> _PROBLEM TO WORK ON_
Please return every line of the records that contains the word "FileOutcome".

> _RECORD EXTRACTS_
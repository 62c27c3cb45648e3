//! Configuration management

use serde::{Deserialize, Serialize};
use std::path::Path;
use std::time::Duration;
use tracing::info;

/// Default provider endpoint (Google Translate web client API)
pub const DEFAULT_ENDPOINT: &str = "https://translate.googleapis.com/translate_a/single";

/// Configuration for translator
#[derive(Debug, Clone, Serialize, Deserialize)]
#[serde(default)]
pub struct TranslatorConfig {
    pub endpoint: String,
    pub source_lang: String,
    pub target_lang: String,
    pub batch_size: usize,
    pub chunk_delay_ms: u64,
    pub unit_delay_ms: u64,
    pub office_per_unit: bool,
    pub max_retries: u32,
    pub retry_delay_ms: u64,
    pub timeout_ms: u64,
}

impl Default for TranslatorConfig {
    fn default() -> Self {
        Self {
            endpoint: DEFAULT_ENDPOINT.to_string(),
            source_lang: "auto".to_string(),
            target_lang: "id".to_string(),
            batch_size: 20,
            chunk_delay_ms: 1000,
            unit_delay_ms: 500,
            office_per_unit: false,
            max_retries: 3,
            retry_delay_ms: 1000,
            timeout_ms: 30000,
        }
    }
}

/// Read `key` from the environment, falling back to `default` when unset
fn env_or<T: std::str::FromStr>(key: &str, default: T) -> anyhow::Result<T>
where
    T::Err: std::error::Error + Send + Sync + 'static,
{
    match std::env::var(key) {
        Ok(raw) => raw
            .trim()
            .parse::<T>()
            .map_err(|e| anyhow::anyhow!("invalid value for {}: {}", key, e)),
        Err(_) => Ok(default),
    }
}

impl TranslatorConfig {
    /// Load configuration from environment variables
    pub fn from_env() -> anyhow::Result<Self> {
        let defaults = Self::default();

        let config = Self {
            endpoint: env_or("TRANSLATE_ENDPOINT", defaults.endpoint)?,
            source_lang: env_or("SOURCE_LANG", defaults.source_lang)?,
            target_lang: env_or("TARGET_LANG", defaults.target_lang)?,
            batch_size: env_or("BATCH_SIZE", defaults.batch_size)?,
            chunk_delay_ms: env_or("CHUNK_DELAY_MS", defaults.chunk_delay_ms)?,
            unit_delay_ms: env_or("UNIT_DELAY_MS", defaults.unit_delay_ms)?,
            office_per_unit: env_or("OFFICE_PER_UNIT", defaults.office_per_unit)?,
            max_retries: env_or("MAX_RETRIES", defaults.max_retries)?,
            retry_delay_ms: env_or("RETRY_DELAY_MS", defaults.retry_delay_ms)?,
            timeout_ms: env_or("REQUEST_TIMEOUT_MS", defaults.timeout_ms)?,
        };

        info!("Loaded configuration from environment");
        Ok(config)
    }

    /// Load from JSON file
    pub fn from_file<P: AsRef<Path>>(path: P) -> anyhow::Result<Self> {
        let content = std::fs::read_to_string(path)?;
        let config: Self = serde_json::from_str(&content)?;
        Ok(config)
    }

    /// Validate configuration
    pub fn validate(&self) -> anyhow::Result<()> {
        if self.endpoint.is_empty() {
            return Err(anyhow::anyhow!("API endpoint is required"));
        }

        if self.target_lang.trim().is_empty() {
            return Err(anyhow::anyhow!("target language is required"));
        }

        if self.batch_size == 0 {
            return Err(anyhow::anyhow!("batch_size must be greater than 0"));
        }

        Ok(())
    }

    pub fn chunk_delay(&self) -> Duration {
        Duration::from_millis(self.chunk_delay_ms)
    }

    pub fn unit_delay(&self) -> Duration {
        Duration::from_millis(self.unit_delay_ms)
    }

    pub fn timeout(&self) -> Duration {
        Duration::from_millis(self.timeout_ms)
    }
}
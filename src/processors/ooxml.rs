//! Office Open XML plumbing shared by the DOCX, XLSX and PPTX processors:
//! an in-memory zip package and a small mutable XML tree.

use quick_xml::events::{BytesEnd, BytesStart, BytesText, Event};
use quick_xml::{Reader, Writer};
use std::collections::HashMap;
use std::io::{Cursor, Read, Write};
use std::path::Path;

use crate::core::errors::{Result, TranslationError};

/// One entry of a zip package
#[derive(Debug, Clone)]
struct PackageEntry {
    name: String,
    data: Vec<u8>,
    method: zip::CompressionMethod,
    is_dir: bool,
}

/// A zip package held fully in memory; entry order and compression are kept
/// when it is written back.
#[derive(Debug, Clone)]
pub struct Package {
    entries: Vec<PackageEntry>,
}

impl Package {
    pub fn from_bytes(path: &Path, bytes: Vec<u8>) -> Result<Self> {
        let mut archive =
            zip::ZipArchive::new(Cursor::new(bytes)).map_err(|e| TranslationError::parse(path, e))?;

        let mut entries = Vec::with_capacity(archive.len());
        for idx in 0..archive.len() {
            let mut file = archive
                .by_index(idx)
                .map_err(|e| TranslationError::parse(path, e))?;
            let mut data = Vec::new();
            file.read_to_end(&mut data)?;
            entries.push(PackageEntry {
                name: file.name().to_string(),
                data,
                method: file.compression(),
                is_dir: file.is_dir(),
            });
        }

        Ok(Self { entries })
    }

    pub fn part(&self, name: &str) -> Option<&[u8]> {
        self.entries
            .iter()
            .find(|e| e.name == name)
            .map(|e| e.data.as_slice())
    }

    /// Parse a required XML part
    pub fn xml_part(&self, path: &Path, name: &str) -> Result<XmlDocument> {
        let data = self.part(name).ok_or_else(|| TranslationError::ParseError {
            path: path.display().to_string(),
            message: format!("missing part {}", name),
        })?;
        XmlDocument::parse(data).map_err(|e| TranslationError::parse(path, e))
    }

    pub fn set_part(&mut self, name: &str, data: Vec<u8>) {
        match self.entries.iter_mut().find(|e| e.name == name) {
            Some(entry) => entry.data = data,
            None => self.entries.push(PackageEntry {
                name: name.to_string(),
                data,
                method: zip::CompressionMethod::Deflated,
                is_dir: false,
            }),
        }
    }

    pub fn to_bytes(&self) -> Result<Vec<u8>> {
        let mut writer = zip::ZipWriter::new(Cursor::new(Vec::new()));

        for entry in &self.entries {
            let method = match entry.method {
                zip::CompressionMethod::Stored => zip::CompressionMethod::Stored,
                _ => zip::CompressionMethod::Deflated,
            };
            let options = zip::write::FileOptions::default().compression_method(method);

            if entry.is_dir {
                writer.add_directory(entry.name.clone(), options)?;
            } else {
                writer.start_file(entry.name.clone(), options)?;
                writer.write_all(&entry.data)?;
            }
        }

        Ok(writer.finish()?.into_inner())
    }
}

/// Relationship id -> part name, for the `.rels` file belonging to `part`.
///
/// `xl/workbook.xml` reads `xl/_rels/workbook.xml.rels`; relative targets are
/// resolved against the directory of `part`.
pub fn relationships(package: &Package, path: &Path, part: &str) -> Result<HashMap<String, String>> {
    let (dir, file) = match part.rsplit_once('/') {
        Some((dir, file)) => (dir, file),
        None => ("", part),
    };
    let rels_name = if dir.is_empty() {
        format!("_rels/{}.rels", file)
    } else {
        format!("{}/_rels/{}.rels", dir, file)
    };

    let mut map = HashMap::new();
    let Some(data) = package.part(&rels_name) else {
        return Ok(map);
    };
    let rels = XmlDocument::parse(data).map_err(|e| TranslationError::parse(path, e))?;

    if let Some(root) = rels.root() {
        for rel in root.children_named("Relationship") {
            let (Some(id), Some(target)) = (rel.attr("Id"), rel.attr("Target")) else {
                continue;
            };
            let resolved = match target.strip_prefix('/') {
                Some(absolute) => absolute.to_string(),
                None if dir.is_empty() => target.to_string(),
                None => format!("{}/{}", dir, target),
            };
            map.insert(id.to_string(), normalize_part_name(&resolved));
        }
    }

    Ok(map)
}

/// Collapse `..` and `.` segments
fn normalize_part_name(name: &str) -> String {
    let mut parts: Vec<&str> = Vec::new();
    for segment in name.split('/') {
        match segment {
            "" | "." => {}
            ".." => {
                parts.pop();
            }
            other => parts.push(other),
        }
    }
    parts.join("/")
}

/// XML node
#[derive(Debug, Clone, PartialEq)]
pub enum Node {
    Element(Element),
    Text(String),
    /// Declarations, comments, CDATA and processing instructions, kept as is
    Raw(Event<'static>),
}

/// XML element with its qualified name and unescaped attribute values
#[derive(Debug, Clone, PartialEq, Default)]
pub struct Element {
    pub name: String,
    pub attrs: Vec<(String, String)>,
    pub children: Vec<Node>,
}

/// Local part of a qualified name (`w:p` -> `p`)
fn local(name: &str) -> &str {
    name.rsplit_once(':').map(|(_, l)| l).unwrap_or(name)
}
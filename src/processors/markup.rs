//! XML processor: translates text between tags and leaves already
//! translated comment blocks alone

use quick_xml::escape::unescape;
use regex::Regex;
use std::borrow::Cow;
use std::ops::Range;
use std::path::Path;

use crate::core::errors::{Result, TranslationError};
use crate::core::models::TranslatableUnit;
use crate::processors::FormatAdapter;

/// Comments carrying an `EN:` or `DONE:` marker hold text that was already
/// translated and are copied through verbatim
pub const PROTECTED_COMMENT_PATTERN: &str = r"(?s)<!--\s*(?:EN|DONE):.*?-->";

/// Text between the end of one tag and the start of the next
pub const TAG_TEXT_PATTERN: &str = r"(?s)>(.*?)<";

/// Regex-driven processor for markup files
#[derive(Debug, Clone)]
pub struct MarkupProcessor {
    protected: Regex,
    tag_text: Regex,
}

/// Units carry unescaped text; translations are escaped back on write
fn escape_text(text: &str) -> String {
    text.replace('&', "&amp;").replace('<', "&lt;")
}

impl MarkupProcessor {
    pub fn new() -> Result<Self> {
        Ok(Self {
            protected: Regex::new(PROTECTED_COMMENT_PATTERN)?,
            tag_text: Regex::new(TAG_TEXT_PATTERN)?,
        })
    }

    /// Byte ranges of `content` outside protected comments
    fn open_segments(&self, content: &str) -> Vec<Range<usize>> {
        let mut segments = Vec::new();
        let mut cursor = 0;
        for block in self.protected.find_iter(content) {
            segments.push(cursor..block.start());
            cursor = block.end();
        }
        segments.push(cursor..content.len());
        segments
    }
}

/// Narrow `range` to its text without surrounding whitespace
fn trimmed_range(content: &str, range: Range<usize>) -> Range<usize> {
    let slice = &content[range.clone()];
    let start = range.start + (slice.len() - slice.trim_start().len());
    let end = range.end - (slice.len() - slice.trim_end().len());
    start..end.max(start)
}

impl FormatAdapter for MarkupProcessor {
    type Document = String;
    type Locator = Range<usize>;

    fn parse(&self, path: &Path, bytes: Vec<u8>) -> Result<String> {
        String::from_utf8(bytes).map_err(|e| TranslationError::parse(path, e))
    }

    fn extract(&self, doc: &String) -> Vec<TranslatableUnit<Range<usize>>> {
        let mut units = Vec::new();

        for segment in self.open_segments(doc) {
            let part = &doc[segment.clone()];
            for caps in self.tag_text.captures_iter(part) {
                let Some(inner) = caps.get(1) else { continue };
                let span = trimmed_range(
                    doc,
                    segment.start + inner.start()..segment.start + inner.end(),
                );
                if span.is_empty() {
                    continue;
                }
                let raw = &doc[span.clone()];
                let text = unescape(raw).unwrap_or(Cow::Borrowed(raw));
                units.push(TranslatableUnit::new(span, text.into_owned()));
            }
        }

        units
    }

    fn reinsert(&self, doc: &mut String, mut replacements: Vec<(Range<usize>, String)>) -> Result<()> {
        if replacements.is_empty() {
            return Ok(());
        }

        replacements.sort_by_key(|(span, _)| span.start);

        let mut output = String::with_capacity(doc.len());
        let mut cursor = 0;
        for (span, translation) in replacements {
            if span.start < cursor || span.end > doc.len() {
                continue;
            }
            output.push_str(&doc[cursor..span.start]);
            output.push_str(&escape_text(&translation));
            cursor = span.end;
        }
        output.push_str(&doc[cursor..]);

        *doc = output;
        Ok(())
    }

    fn serialize(&self, doc: String) -> Result<Vec<u8>> {
        Ok(doc.into_bytes())
    }
}
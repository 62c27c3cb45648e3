//! Universal Translator - batch, in-place document translation library
//!
//! Walks a file or directory tree, backs every supported document up to
//! `<name>.bak` and replaces its human-readable text with machine
//! translations while keeping the document's structure. Supported formats:
//! XML markup, plain text, JSON/YAML, PDF, DOCX, XLSX and PPTX.

#![forbid(unsafe_code)]

pub mod cli;
pub mod core;
pub mod orchestrator;
pub mod processors;

// Re-export key types for convenience
pub use crate::core::{
    batch::BatchTranslator,
    client::HttpProvider,
    config::TranslatorConfig,
    errors::TranslationError,
    models::{FileOutcome, FileStatus, ProcessReport, RunSummary},
    provider::TranslationProvider,
};

pub use orchestrator::FileOrchestrator;
pub use processors::{DocumentFormat, FormatAdapter};

/// Library version
pub const VERSION: &str = env!("CARGO_PKG_VERSION");

/// Library name
pub const NAME: &str = env!("CARGO_PKG_NAME");
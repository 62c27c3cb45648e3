//! Batch runs over a file or directory tree

use std::path::{Path, PathBuf};
use std::sync::Arc;
use tracing::{debug, error, info, warn};
use walkdir::WalkDir;

use crate::core::backup::{backup, backup_path};
use crate::core::batch::BatchTranslator;
use crate::core::config::TranslatorConfig;
use crate::core::errors::{Result, TranslationError};
use crate::core::models::{FileOutcome, FileStatus, RunSummary};
use crate::core::provider::TranslationProvider;
use crate::processors::DocumentFormat;

/// Dispatches every candidate file to backup and its format processor.
///
/// A failure while backing up or processing one file is recorded in its
/// outcome and never stops the run.
#[derive(Debug, Clone)]
pub struct FileOrchestrator {
    translator: BatchTranslator,
    office_per_unit: bool,
}

impl FileOrchestrator {
    pub fn new(translator: BatchTranslator) -> Self {
        Self {
            translator,
            office_per_unit: false,
        }
    }

    /// Create from configuration
    pub fn from_config(provider: Arc<dyn TranslationProvider>, config: &TranslatorConfig) -> Self {
        Self::new(BatchTranslator::from_config(provider, config))
            .with_office_per_unit(config.office_per_unit)
    }

    /// Translate office documents one unit per provider call
    pub fn with_office_per_unit(mut self, enabled: bool) -> Self {
        self.office_per_unit = enabled;
        self
    }

    /// Files under `path` in name order; `path` itself when it is a file
    pub fn collect_files(path: &Path) -> Result<Vec<PathBuf>> {
        if !path.exists() {
            return Err(TranslationError::FileError {
                path: path.display().to_string(),
                message: "path does not exist".to_string(),
            });
        }

        if path.is_file() {
            return Ok(vec![path.to_path_buf()]);
        }

        let mut files = Vec::new();
        for entry in WalkDir::new(path).sort_by_file_name() {
            match entry {
                Ok(entry) if entry.file_type().is_file() => files.push(entry.into_path()),
                Ok(_) => {}
                Err(e) => warn!("Skipping unreadable entry under {}: {}", path.display(), e),
            }
        }

        debug!("Found {} files under {}", files.len(), path.display());
        Ok(files)
    }

    /// Translate every supported file at `path` into `target_lang`.
    ///
    /// `on_outcome` is called once per file as soon as it is handled.
    pub async fn run<F>(
        &self,
        path: &Path,
        target_lang: &str,
        batch_size: usize,
        on_outcome: F,
    ) -> Result<RunSummary>
    where
        F: FnMut(&FileOutcome),
    {
        let files = Self::collect_files(path)?;
        Ok(self.run_files(files, target_lang, batch_size, on_outcome).await)
    }

    /// Translate an already collected list of files, in order
    pub async fn run_files<F>(
        &self,
        files: Vec<PathBuf>,
        target_lang: &str,
        batch_size: usize,
        mut on_outcome: F,
    ) -> RunSummary
    where
        F: FnMut(&FileOutcome),
    {
        let translator = self.translator.clone().with_batch_size(batch_size);
        info!(
            "Translating {} files into '{}' (batch size {})",
            files.len(),
            target_lang,
            translator.batch_size()
        );

        let mut summary = RunSummary::default();
        for file in files {
            let status = self.process_one(&file, target_lang, &translator).await;
            let outcome = FileOutcome { path: file, status };
            on_outcome(&outcome);
            summary.outcomes.push(outcome);
        }

        info!(
            "Run finished: {} translated, {} skipped, {} failed",
            summary.translated(),
            summary.skipped(),
            summary.failed()
        );
        summary
    }

    async fn process_one(
        &self,
        path: &Path,
        target_lang: &str,
        translator: &BatchTranslator,
    ) -> FileStatus {
        let Some(format) = DocumentFormat::from_path(path) else {
            let skipped = TranslationError::UnsupportedFormat {
                extension: path
                    .extension()
                    .map(|e| e.to_string_lossy().into_owned())
                    .unwrap_or_default(),
            };
            info!("{}: {}", skipped, path.display());
            return FileStatus::Skipped(skipped.to_string());
        };

        if let Err(e) = backup(path).await {
            error!("Backup failed for {}: {}", path.display(), e);
            return FileStatus::Failed(e.to_string());
        }

        let result = if format.is_office() && self.office_per_unit {
            format.process(path, target_lang, &translator.per_unit()).await
        } else {
            format.process(path, target_lang, translator).await
        };

        match result {
            Ok(report) => FileStatus::Translated(report),
            Err(e) if e.is_parse_failure() => {
                error!(
                    "Cannot read {} as {}, original kept at {}: {}",
                    path.display(),
                    format,
                    backup_path(path).display(),
                    e
                );
                FileStatus::Failed(e.to_string())
            }
            Err(e) => {
                error!("Failed to process {} as {}: {}", path.display(), format, e);
                FileStatus::Failed(e.to_string())
            }
        }
    }
}

#[cfg(test)]
mod tests {
    use super::*;
    use crate::core::provider::mock::{RecordingProvider, UppercaseProvider};
    use crate::processors::ooxml::fixtures::package;
    use std::fs;
    use std::time::Duration;

    fn orchestrator(provider: Arc<dyn TranslationProvider>) -> FileOrchestrator {
        FileOrchestrator::new(
            BatchTranslator::new(provider, 20)
                .with_chunk_delay(Duration::ZERO)
                .with_unit_delay(Duration::ZERO),
        )
    }

    fn names(summary: &RunSummary, root: &Path) -> Vec<String> {
        summary
            .outcomes
            .iter()
            .map(|o| {
                o.path
                    .strip_prefix(root)
                    .unwrap()
                    .to_string_lossy()
                    .replace('\\', "/")
            })
            .collect()
    }

    #[tokio::test]
    async fn test_one_bad_file_does_not_stop_the_run() {
        let dir = tempfile::tempdir().unwrap();
        let root = dir.path();
        fs::write(root.join("a.txt"), "Hello").unwrap();
        fs::write(root.join("b.json"), "{ broken").unwrap();
        fs::write(root.join("c.md"), "# Title").unwrap();
        fs::create_dir(root.join("sub")).unwrap();
        fs::write(root.join("sub/d.txt"), "World").unwrap();

        let summary = orchestrator(Arc::new(UppercaseProvider))
            .run(root, "id", 20, |_| {})
            .await
            .unwrap();

        assert_eq!(names(&summary, root), vec!["a.txt", "b.json", "c.md", "sub/d.txt"]);
        assert!(matches!(summary.outcomes[0].status, FileStatus::Translated(_)));
        assert!(matches!(summary.outcomes[1].status, FileStatus::Failed(_)));
        assert!(
            matches!(&summary.outcomes[2].status, FileStatus::Skipped(reason) if reason == "Unsupported format: md")
        );
        assert!(matches!(summary.outcomes[3].status, FileStatus::Translated(_)));
        assert_eq!((summary.translated(), summary.skipped(), summary.failed()), (2, 1, 1));

        assert_eq!(fs::read_to_string(root.join("a.txt")).unwrap(), "HELLO");
        assert_eq!(fs::read_to_string(root.join("sub/d.txt")).unwrap(), "WORLD");
        assert_eq!(fs::read_to_string(root.join("b.json")).unwrap(), "{ broken");
    }

    #[tokio::test]
    async fn test_backups_only_for_supported_files() {
        let dir = tempfile::tempdir().unwrap();
        let root = dir.path();
        fs::write(root.join("a.txt"), "Hello").unwrap();
        fs::write(root.join("b.json"), "{ broken").unwrap();
        fs::write(root.join("c.md"), "# Title").unwrap();

        orchestrator(Arc::new(UppercaseProvider))
            .run(root, "id", 20, |_| {})
            .await
            .unwrap();

        assert_eq!(
            fs::read_to_string(backup_path(&root.join("a.txt"))).unwrap(),
            "Hello"
        );
        assert_eq!(
            fs::read_to_string(backup_path(&root.join("b.json"))).unwrap(),
            "{ broken"
        );
        assert!(!backup_path(&root.join("c.md")).exists());
    }

    #[tokio::test]
    async fn test_single_file_and_callback() {
        let dir = tempfile::tempdir().unwrap();
        let path = dir.path().join("note.TXT");
        fs::write(&path, "one\ntwo").unwrap();

        let mut seen = Vec::new();
        let summary = orchestrator(Arc::new(UppercaseProvider))
            .run(&path, "id", 1, |outcome| seen.push(outcome.to_string()))
            .await
            .unwrap();

        assert_eq!(summary.outcomes.len(), 1);
        assert_eq!(seen.len(), 1);
        assert!(seen[0].starts_with("✅ Success:"));
        assert!(seen[0].ends_with("(2/2 units translated)"));
        assert_eq!(fs::read_to_string(&path).unwrap(), "ONE\nTWO");
    }

    #[tokio::test]
    async fn test_missing_path_is_error() {
        let dir = tempfile::tempdir().unwrap();
        let result = orchestrator(Arc::new(UppercaseProvider))
            .run(&dir.path().join("nope"), "id", 20, |_| {})
            .await;

        assert!(matches!(result, Err(TranslationError::FileError { .. })));
    }

    #[tokio::test]
    async fn test_run_batch_size_controls_chunking() {
        let dir = tempfile::tempdir().unwrap();
        let path = dir.path().join("lines.txt");
        fs::write(&path, "a\nb\nc").unwrap();

        let provider = Arc::new(RecordingProvider::default());
        orchestrator(provider.clone())
            .run(&path, "id", 2, |_| {})
            .await
            .unwrap();

        let sizes: Vec<usize> = provider.calls().iter().map(|c| c.len()).collect();
        assert_eq!(sizes, vec![2, 1]);
    }

    #[tokio::test]
    async fn test_office_per_unit_sends_one_text_per_call() {
        let dir = tempfile::tempdir().unwrap();
        let path = dir.path().join("memo.docx");
        let document = concat!(
            r#"<w:document xmlns:w="w"><w:body>"#,
            r#"<w:p><w:r><w:t>First</w:t></w:r></w:p>"#,
            r#"<w:p><w:r><w:t>Second</w:t></w:r></w:p>"#,
            r#"</w:body></w:document>"#
        );
        fs::write(
            &path,
            package(&[("[Content_Types].xml", "<Types/>"), ("word/document.xml", document)]),
        )
        .unwrap();

        let provider = Arc::new(RecordingProvider::default());
        let summary = orchestrator(provider.clone())
            .with_office_per_unit(true)
            .run(&path, "id", 20, |_| {})
            .await
            .unwrap();

        assert_eq!(summary.translated(), 1);
        let sizes: Vec<usize> = provider.calls().iter().map(|c| c.len()).collect();
        assert_eq!(sizes, vec![1, 1]);
    }

    #[tokio::test]
    async fn test_failed_backup_leaves_file_untouched() {
        let dir = tempfile::tempdir().unwrap();
        let root = dir.path();
        fs::write(root.join("a.txt"), "Hello").unwrap();
        fs::write(root.join("b.txt"), "World").unwrap();
        // a directory where the backup should go makes the copy fail
        fs::create_dir(backup_path(&root.join("a.txt"))).unwrap();

        let summary = orchestrator(Arc::new(UppercaseProvider))
            .run(root, "id", 20, |_| {})
            .await
            .unwrap();

        let a = summary
            .outcomes
            .iter()
            .find(|o| o.path.ends_with("a.txt"))
            .unwrap();
        assert!(matches!(&a.status, FileStatus::Failed(cause) if cause.starts_with("Backup failed")));
        assert_eq!(fs::read(root.join("a.txt")).unwrap(), b"Hello");

        let b = summary
            .outcomes
            .iter()
            .find(|o| o.path.ends_with("b.txt"))
            .unwrap();
        assert!(matches!(b.status, FileStatus::Translated(_)));
        assert_eq!(fs::read_to_string(root.join("b.txt")).unwrap(), "WORLD");
    }

    #[tokio::test]
    async fn test_empty_directory_finishes_with_no_outcomes() {
        let dir = tempfile::tempdir().unwrap();
        let summary = orchestrator(Arc::new(UppercaseProvider))
            .run(dir.path(), "id", 20, |_| {})
            .await
            .unwrap();

        assert!(summary.outcomes.is_empty());
    }
}
//! Translation provider abstraction

use async_trait::async_trait;
use std::fmt::Debug;

use crate::core::errors::Result;
use crate::core::models::BatchRequest;

/// A remote translation service.
///
/// Implementations receive a non-empty ordered list of texts and must return
/// translations of the same length and order, or an error. Callers treat any
/// error as transient and fall back to the original text.
#[async_trait]
pub trait TranslationProvider: Send + Sync + Debug {
    /// Translate every text in the request
    async fn translate(&self, request: &BatchRequest) -> Result<Vec<String>>;
}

> _RESULT_
    models::{FileOutcome, FileStatus, ProcessReport, RunSummary},
use crate::core::models::{FileOutcome, FileStatus, RunSummary};
        F: FnMut(&FileOutcome),
        F: FnMut(&FileOutcome),
            let outcome = FileOutcome { path: file, status };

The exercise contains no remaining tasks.